Exercise brief: The expected output is each line in the data below that includes the string "being".

Provided data:
---

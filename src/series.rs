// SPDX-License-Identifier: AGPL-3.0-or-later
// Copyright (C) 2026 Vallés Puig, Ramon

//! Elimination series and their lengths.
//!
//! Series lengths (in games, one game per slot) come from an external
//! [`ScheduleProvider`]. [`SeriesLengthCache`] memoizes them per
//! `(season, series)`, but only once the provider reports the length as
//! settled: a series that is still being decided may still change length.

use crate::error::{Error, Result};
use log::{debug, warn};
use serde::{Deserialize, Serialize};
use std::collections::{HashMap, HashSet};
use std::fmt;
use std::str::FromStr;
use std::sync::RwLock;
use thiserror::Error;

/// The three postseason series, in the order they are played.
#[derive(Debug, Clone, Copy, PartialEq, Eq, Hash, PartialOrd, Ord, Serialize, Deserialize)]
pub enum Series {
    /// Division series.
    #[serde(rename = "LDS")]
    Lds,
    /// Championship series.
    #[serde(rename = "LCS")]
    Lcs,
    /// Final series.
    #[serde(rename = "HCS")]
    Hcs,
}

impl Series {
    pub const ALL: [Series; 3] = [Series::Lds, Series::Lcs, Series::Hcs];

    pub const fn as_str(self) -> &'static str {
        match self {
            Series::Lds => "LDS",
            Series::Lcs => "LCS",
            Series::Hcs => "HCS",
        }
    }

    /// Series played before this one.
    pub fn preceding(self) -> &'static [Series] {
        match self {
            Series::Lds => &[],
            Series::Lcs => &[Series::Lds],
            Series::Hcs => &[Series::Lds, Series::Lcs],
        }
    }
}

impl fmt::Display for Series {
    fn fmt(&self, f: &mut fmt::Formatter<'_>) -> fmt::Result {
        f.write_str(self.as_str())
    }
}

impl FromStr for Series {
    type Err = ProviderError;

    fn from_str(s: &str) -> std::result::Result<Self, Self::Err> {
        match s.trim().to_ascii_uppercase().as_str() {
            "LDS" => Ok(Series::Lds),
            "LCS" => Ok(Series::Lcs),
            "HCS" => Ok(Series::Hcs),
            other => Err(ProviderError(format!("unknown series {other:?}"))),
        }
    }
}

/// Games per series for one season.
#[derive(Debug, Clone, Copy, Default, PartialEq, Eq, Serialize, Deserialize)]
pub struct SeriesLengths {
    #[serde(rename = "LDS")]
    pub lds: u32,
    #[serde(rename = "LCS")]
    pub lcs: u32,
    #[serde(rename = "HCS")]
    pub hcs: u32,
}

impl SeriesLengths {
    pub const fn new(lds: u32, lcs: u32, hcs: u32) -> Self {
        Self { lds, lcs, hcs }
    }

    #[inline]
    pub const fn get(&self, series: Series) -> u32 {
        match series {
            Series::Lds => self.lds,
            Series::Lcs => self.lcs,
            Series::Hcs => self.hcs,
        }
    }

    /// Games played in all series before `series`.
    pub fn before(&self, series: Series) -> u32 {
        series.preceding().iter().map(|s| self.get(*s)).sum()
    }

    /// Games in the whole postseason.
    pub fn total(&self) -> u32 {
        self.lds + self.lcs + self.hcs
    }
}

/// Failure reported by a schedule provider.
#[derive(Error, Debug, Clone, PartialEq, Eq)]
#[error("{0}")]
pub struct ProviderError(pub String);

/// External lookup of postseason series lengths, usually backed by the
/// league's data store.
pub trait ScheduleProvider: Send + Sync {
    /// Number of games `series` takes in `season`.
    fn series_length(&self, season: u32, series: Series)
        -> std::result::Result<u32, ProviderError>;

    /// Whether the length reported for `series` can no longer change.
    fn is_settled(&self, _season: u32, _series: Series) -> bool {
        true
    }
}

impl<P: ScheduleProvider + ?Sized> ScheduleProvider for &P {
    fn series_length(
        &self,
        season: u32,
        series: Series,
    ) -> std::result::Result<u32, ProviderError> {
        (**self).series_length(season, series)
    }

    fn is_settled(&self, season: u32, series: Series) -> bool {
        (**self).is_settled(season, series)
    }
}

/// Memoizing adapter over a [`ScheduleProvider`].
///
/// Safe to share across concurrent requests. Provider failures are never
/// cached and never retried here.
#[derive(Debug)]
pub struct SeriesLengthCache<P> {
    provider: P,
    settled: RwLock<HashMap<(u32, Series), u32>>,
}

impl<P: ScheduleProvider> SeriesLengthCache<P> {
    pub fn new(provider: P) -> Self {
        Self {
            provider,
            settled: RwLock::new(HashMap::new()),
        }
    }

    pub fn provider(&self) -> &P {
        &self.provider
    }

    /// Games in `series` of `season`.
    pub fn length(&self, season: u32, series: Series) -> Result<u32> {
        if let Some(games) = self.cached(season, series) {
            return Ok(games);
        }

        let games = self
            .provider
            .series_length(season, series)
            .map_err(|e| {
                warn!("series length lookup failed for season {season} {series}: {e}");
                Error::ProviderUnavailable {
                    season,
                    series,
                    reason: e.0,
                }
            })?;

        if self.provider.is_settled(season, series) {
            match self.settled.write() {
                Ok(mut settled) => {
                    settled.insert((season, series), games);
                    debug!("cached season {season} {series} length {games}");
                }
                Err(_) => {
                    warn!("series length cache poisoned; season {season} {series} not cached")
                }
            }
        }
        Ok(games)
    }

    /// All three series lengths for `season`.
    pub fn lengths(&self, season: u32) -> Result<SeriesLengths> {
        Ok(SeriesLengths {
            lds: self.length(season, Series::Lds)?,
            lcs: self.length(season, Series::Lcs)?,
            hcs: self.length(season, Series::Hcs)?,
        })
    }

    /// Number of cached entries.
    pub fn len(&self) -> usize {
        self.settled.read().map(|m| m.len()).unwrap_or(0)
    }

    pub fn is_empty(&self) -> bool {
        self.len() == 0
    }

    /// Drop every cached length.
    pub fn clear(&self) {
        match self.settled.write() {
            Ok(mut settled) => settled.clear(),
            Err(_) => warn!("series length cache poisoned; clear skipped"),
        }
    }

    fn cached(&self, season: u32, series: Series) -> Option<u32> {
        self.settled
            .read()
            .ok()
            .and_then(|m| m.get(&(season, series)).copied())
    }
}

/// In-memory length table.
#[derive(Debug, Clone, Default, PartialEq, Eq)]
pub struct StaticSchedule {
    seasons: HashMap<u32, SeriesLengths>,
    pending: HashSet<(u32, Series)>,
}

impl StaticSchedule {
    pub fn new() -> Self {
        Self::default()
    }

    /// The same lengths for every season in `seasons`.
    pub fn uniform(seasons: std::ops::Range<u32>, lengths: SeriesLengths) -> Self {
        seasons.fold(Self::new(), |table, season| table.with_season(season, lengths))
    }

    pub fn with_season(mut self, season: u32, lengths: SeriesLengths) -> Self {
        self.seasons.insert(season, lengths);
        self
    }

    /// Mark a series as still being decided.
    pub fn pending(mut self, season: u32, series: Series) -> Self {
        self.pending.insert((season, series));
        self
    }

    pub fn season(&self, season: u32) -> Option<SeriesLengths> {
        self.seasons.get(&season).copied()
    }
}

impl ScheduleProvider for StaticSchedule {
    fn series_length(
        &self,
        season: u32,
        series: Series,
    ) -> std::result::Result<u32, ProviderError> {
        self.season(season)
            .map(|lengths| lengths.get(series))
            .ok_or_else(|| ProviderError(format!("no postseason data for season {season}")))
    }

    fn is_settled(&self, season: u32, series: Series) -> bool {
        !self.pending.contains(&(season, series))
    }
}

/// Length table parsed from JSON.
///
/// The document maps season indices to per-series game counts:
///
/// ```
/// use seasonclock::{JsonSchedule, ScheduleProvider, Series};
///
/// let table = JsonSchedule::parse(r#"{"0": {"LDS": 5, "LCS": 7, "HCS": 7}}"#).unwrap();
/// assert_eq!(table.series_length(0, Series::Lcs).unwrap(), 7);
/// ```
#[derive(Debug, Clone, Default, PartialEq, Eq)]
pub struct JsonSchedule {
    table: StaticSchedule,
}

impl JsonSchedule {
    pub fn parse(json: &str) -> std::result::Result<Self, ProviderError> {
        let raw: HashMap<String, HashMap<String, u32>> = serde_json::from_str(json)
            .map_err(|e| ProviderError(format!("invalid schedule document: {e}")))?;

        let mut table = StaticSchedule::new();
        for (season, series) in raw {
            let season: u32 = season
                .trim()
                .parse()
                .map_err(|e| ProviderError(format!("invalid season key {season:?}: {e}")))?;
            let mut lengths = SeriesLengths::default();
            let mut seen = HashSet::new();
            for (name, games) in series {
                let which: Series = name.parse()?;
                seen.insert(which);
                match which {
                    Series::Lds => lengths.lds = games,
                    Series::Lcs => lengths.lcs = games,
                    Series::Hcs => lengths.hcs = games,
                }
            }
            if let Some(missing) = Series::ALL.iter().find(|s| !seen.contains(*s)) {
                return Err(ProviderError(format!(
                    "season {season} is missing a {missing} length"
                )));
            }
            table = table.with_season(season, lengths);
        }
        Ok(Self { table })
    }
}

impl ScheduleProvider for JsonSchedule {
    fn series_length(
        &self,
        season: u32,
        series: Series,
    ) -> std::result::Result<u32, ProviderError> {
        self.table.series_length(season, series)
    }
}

---

Reply:
//! settled: a series that is still being decided may still change length.
    /// Mark a series as still being decided.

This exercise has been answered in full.